This occurs during a normal extraction operation.
[0042] During a failed extraction, however, pyrotechnic cutter 60
is activated. If pyrotechnic cutter 50 has not already been
triggered by the EFTC actuator 80, control circuitry activating the
pyrotechnic cutter 60 will first trigger the extraction line
pyrotechnic cutter 50 to sever the extraction line 42 just before
the deployment lanyard 44 is severed. Hence, activation of
pyrotechnic cutter 60 effectively results in the severing of both
the extraction line and the deployment lanyard, as shown in FIG. 7.

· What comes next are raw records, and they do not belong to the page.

mod binding;
mod declaration;
mod report;
mod scope;

pub use binding::BindingErrorKind;
pub use declaration::DeclarationErrorKind;
pub use report::{GateErrorKind, ReportErrorKind};
pub use scope::ScopeErrorKind;

/// Any problem the analysis can record against a pass
#[derive(thiserror::Error, Debug, Clone, PartialEq, Eq)]
pub enum AnalysisErrorKind {
    #[error(transparent)]
    Declaration(#[from] DeclarationErrorKind),
    #[error(transparent)]
    Binding(#[from] BindingErrorKind),
    #[error(transparent)]
    Scope(#[from] ScopeErrorKind),
}
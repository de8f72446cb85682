use alloc::string::ToString as _;
use tracing::{debug, debug_span};

use crate::{
    binding::{Binding, ConstructorBinding},
    diagnostics::{Diagnostic, Diagnostics},
    errors::{BindingErrorKind, ScopeErrorKind},
    hierarchy::HierarchyWalker,
    model::{ClassId, Location, Model, Tag},
    registry::BindingRegistry,
    scope::Scope,
    types::TypeKey,
};

/// Answers binding requests of the code generator against a finished registry
pub struct GraphResolver<'a> {
    model: &'a Model,
    registry: &'a BindingRegistry,
}

impl<'a> GraphResolver<'a> {
    #[inline]
    #[must_use]
    pub const fn new(model: &'a Model, registry: &'a BindingRegistry) -> Self {
        Self { model, registry }
    }

    /// Finds how to obtain `key`.
    ///
    /// Lookup order is the accessor namespace (unless `skip_self`), the main namespace
    /// and finally the constructor of a self-injectable class.
    /// `skip_self` is used while generating the body of the accessor itself.
    ///
    /// A scoped self-injectable class without a scope owner is recorded into `diagnostics`.
    /// Returning `None` otherwise records nothing, the caller decides whether a missing binding is an error.
    pub fn resolve(&self, key: &TypeKey, skip_self: bool, diagnostics: &mut Diagnostics) -> Option<Binding> {
        let span = debug_span!("resolve", %key, skip_self);
        let _guard = span.enter();

        if !skip_self {
            if let Some(binding) = self.registry.accessor(key) {
                debug!("Found accessor");
                return Some(binding.clone());
            }
        }

        if let Some(binding) = self.registry.binding(key) {
            debug!("Found binding");
            return Some(binding.clone());
        }

        self.construct(key, diagnostics)
    }

    /// Same as [`Self::resolve`], recording `UnresolvedType` at `location` if nothing is found
    pub fn require(&self, key: &TypeKey, location: Option<&Location>, diagnostics: &mut Diagnostics) -> Option<Binding> {
        let binding = self.resolve(key, false, diagnostics);
        if binding.is_none() {
            diagnostics.push(Diagnostic::error(BindingErrorKind::UnresolvedType { key: key.to_string() }, location));
        }
        binding
    }

    fn construct(&self, key: &TypeKey, diagnostics: &mut Diagnostics) -> Option<Binding> {
        if key.qualifier.is_some() {
            debug!("Qualified key isn't constructible");
            return None;
        }

        let class = key.ty.class()?;
        let decl = self.model.class(class);
        if !decl.has(Tag::SelfInjectable) {
            debug!("Not self-injectable");
            return None;
        }

        let Some(scope) = self.scope_of(class) else {
            debug!("Constructed per use");
            return Some(Binding::constructor(class));
        };

        let Some(owner) = self.registry.scope_owner(&scope) else {
            diagnostics.push(Diagnostic::error(
                ScopeErrorKind::Unresolved {
                    class: decl.name.clone(),
                    scope: scope.to_string(),
                },
                decl.location.as_ref(),
            ));
            return None;
        };

        debug!(%scope, owner = self.model.class_name(owner.component), "Constructed by scope owner");
        Some(Binding::Constructor(ConstructorBinding {
            class,
            accessor_path: Some(owner.accessor_path.clone()),
            scope_owner: Some(owner.component),
        }))
    }

    /// First scope declared along the hierarchy of `class`
    fn scope_of(&self, class: ClassId) -> Option<Scope> {
        let mut found = None;
        HierarchyWalker::new(self.model).visit(class, |class, _| {
            if found.is_none() {
                found.clone_from(&self.model.class(class).scope);
            }
        });
        found
    }
}
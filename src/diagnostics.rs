use alloc::{string::String, vec::Vec};
use core::fmt::{self, Display, Formatter};
use tracing::{error, warn};

use crate::{
    errors::{AnalysisErrorKind, BindingErrorKind, DeclarationErrorKind, ReportErrorKind, ScopeErrorKind},
    model::Location,
};

#[derive(Debug, Clone, Copy, PartialEq, Eq, PartialOrd, Ord)]
pub enum Severity {
    Warning,
    Error,
}

impl Display for Severity {
    fn fmt(&self, f: &mut Formatter<'_>) -> fmt::Result {
        match self {
            Severity::Warning => f.write_str("warning"),
            Severity::Error => f.write_str("error"),
        }
    }
}

/// Problem taxonomy the host build gate reasons about
#[derive(Debug, Clone, Copy, PartialEq, Eq, PartialOrd, Ord)]
pub enum Category {
    InvalidDeclaration,
    MissingImplementation,
    DuplicateBinding,
    ScopeConflict,
    ScopeMismatch,
    UnresolvedScope,
    UnresolvedType,
}

#[derive(Debug, Clone, PartialEq, Eq)]
pub struct Diagnostic {
    pub severity: Severity,
    pub kind: AnalysisErrorKind,
    pub location: Option<Location>,
    /// Second declaration involved, e.g. the binding that was registered first
    pub related: Option<Location>,
}

impl Diagnostic {
    #[inline]
    #[must_use]
    pub fn error(kind: impl Into<AnalysisErrorKind>, location: Option<&Location>) -> Self {
        Self {
            severity: Severity::Error,
            kind: kind.into(),
            location: location.cloned(),
            related: None,
        }
    }

    #[inline]
    #[must_use]
    pub fn warning(kind: impl Into<AnalysisErrorKind>, location: Option<&Location>) -> Self {
        Self {
            severity: Severity::Warning,
            ..Self::error(kind, location)
        }
    }

    #[inline]
    #[must_use]
    pub fn with_related(mut self, related: Option<&Location>) -> Self {
        self.related = related.cloned();
        self
    }

    #[must_use]
    pub fn category(&self) -> Category {
        use AnalysisErrorKind::{Binding, Declaration, Scope};

        match &self.kind {
            Declaration(DeclarationErrorKind::MissingImplementation { .. }) => Category::MissingImplementation,
            Declaration(_) => Category::InvalidDeclaration,
            Binding(BindingErrorKind::Duplicate { .. } | BindingErrorKind::ShadowedAccessor { .. }) => Category::DuplicateBinding,
            Binding(BindingErrorKind::UnresolvedType { .. }) => Category::UnresolvedType,
            Scope(ScopeErrorKind::Conflict { .. }) => Category::ScopeConflict,
            Scope(ScopeErrorKind::Mismatch { .. }) => Category::ScopeMismatch,
            Scope(ScopeErrorKind::Unresolved { .. }) => Category::UnresolvedScope,
        }
    }

    #[must_use]
    pub fn message(&self) -> String {
        match &self.related {
            Some(related) => alloc::format!("{} (see {related})", self.kind),
            None => alloc::format!("{}", self.kind),
        }
    }
}

impl Display for Diagnostic {
    fn fmt(&self, f: &mut Formatter<'_>) -> fmt::Result {
        if let Some(location) = &self.location {
            write!(f, "{location}: ")?;
        }
        write!(f, "{}: {}", self.severity, self.message())
    }
}

/// Host side, position-aware sink
pub trait Reporter {
    /// # Errors
    /// Returns an error if the host fails to accept the message
    fn report(&mut self, severity: Severity, message: &str, location: Option<&Location>) -> anyhow::Result<()>;
}

/// Accumulates diagnostics of one analysis pass.
/// Recording never aborts the pass.
#[derive(Debug, Clone, Default)]
pub struct Diagnostics {
    entries: Vec<Diagnostic>,
}

impl Diagnostics {
    #[inline]
    #[must_use]
    pub const fn new() -> Self {
        Self { entries: Vec::new() }
    }

    pub fn push(&mut self, diagnostic: Diagnostic) {
        match diagnostic.severity {
            Severity::Error => error!(category = ?diagnostic.category(), "{}", diagnostic),
            Severity::Warning => warn!(category = ?diagnostic.category(), "{}", diagnostic),
        }
        self.entries.push(diagnostic);
    }

    #[inline]
    #[must_use]
    pub fn has_errors(&self) -> bool {
        self.entries.iter().any(|diagnostic| diagnostic.severity == Severity::Error)
    }

    #[inline]
    #[must_use]
    pub fn error_count(&self) -> usize {
        self.entries
            .iter()
            .filter(|diagnostic| diagnostic.severity == Severity::Error)
            .count()
    }

    #[inline]
    #[must_use]
    pub fn len(&self) -> usize {
        self.entries.len()
    }

    #[inline]
    #[must_use]
    pub fn is_empty(&self) -> bool {
        self.entries.is_empty()
    }

    #[inline]
    pub fn iter(&self) -> impl Iterator<Item = &Diagnostic> {
        self.entries.iter()
    }

    #[inline]
    pub fn of_category(&self, category: Category) -> impl Iterator<Item = &Diagnostic> {
        self.entries.iter().filter(move |diagnostic| diagnostic.category() == category)
    }

    /// Replays every diagnostic into `reporter` in recording order
    ///
    /// # Errors
    /// Returns the first failure of the reporter, remaining diagnostics aren't sent
    pub fn report_to<R: Reporter>(&self, reporter: &mut R) -> Result<(), ReportErrorKind> {
        for diagnostic in &self.entries {
            reporter.report(diagnostic.severity, &diagnostic.message(), diagnostic.location.as_ref())?;
        }
        Ok(())
    }
}

impl<'a> IntoIterator for &'a Diagnostics {
    type Item = &'a Diagnostic;
    type IntoIter = core::slice::Iter<'a, Diagnostic>;

    fn into_iter(self) -> Self::IntoIter {
        self.entries.iter()
    }
}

Thus, pyrotechnic cutter 60 functions essentially as an extraction
parachute jettison device (EPJD) to release the extraction
parachute 15 in the event of an emergency or abnormality in
parachute deployment.
[0043] Activation of the pyrotechnic cutter 50 is initiated by the
EFTC actuator 80 which is connected to the EFTC switch box 90 via a
control cable 85. The actuator 80 includes an actuator arm 4 (see
FIG. 2) which, when tipped, results in a signal being sent over the
control cable 85 to the switch box 90. The switch box 90 generates
an output which is transmitted to the control box 100 over control
cable 95. The control box 100 then initiates activation of the link
assembly 20 via control cable 105. Control cable 105 provides two
inputs 111, 113 to the link assembly, one to initiate severing of
the extraction line and the other to initiate severing of the
deployment lanyard. In brief, activation of a switch mechanism 202
on the emergency jettison box 110 generates a signal to the control
box 100 over control cable 75 which results in activation of the
link assembly 20 to sever the deployment lanyard 44.
[0044] Block diagrams setting forth the transfer coupler control
circuitry are provided in FIGS. 8 and 9. FIG. 8 depicts an analog
embodiment of the circuitry, while FIG. 9 depicts a microprocessor
controlled embodiment thereof. A flow diagram illustrating the
functional flow of the circuitry is set forth in FIG. 10.
[0045] To operate the control system, power is first switched on
via an On/Off switch 204. Two independent power sources 206, 207
provide dual redundancy, with a power management circuit 208 being
configured to provide continuous power to vital components of the
EFTC such as the timing circuit 210 and the test circuit 312. Upon
start up, the power management circuit 208 takes its supply voltage
from a power A rail 214 by default. If there is a fault, however,
then the power management circuit 208 switches to receive its
supply voltage from a power B rail 215. The power rails 214, 215
are constantly monitored and the power management circuit 208 has
the ability to switch to either the power A rail 214 or the power B
rail 215 should there be a fault.
[0046] Assuming a successful start-up, the transfer coupling
control circuit enters an operational mode in which the EFTC swing
arm 4 and the EPJD activation switch 202 are continuously
monitored. For purposes of discussion, the circuit as powered by
power A rail 214 is described. However, persons of ordinary skill
in the art will recognize the same discussion is equally applicable
to the circuit flow as powered by power B rail 215, as shown in
parallel on the right-hand side of FIG. 10.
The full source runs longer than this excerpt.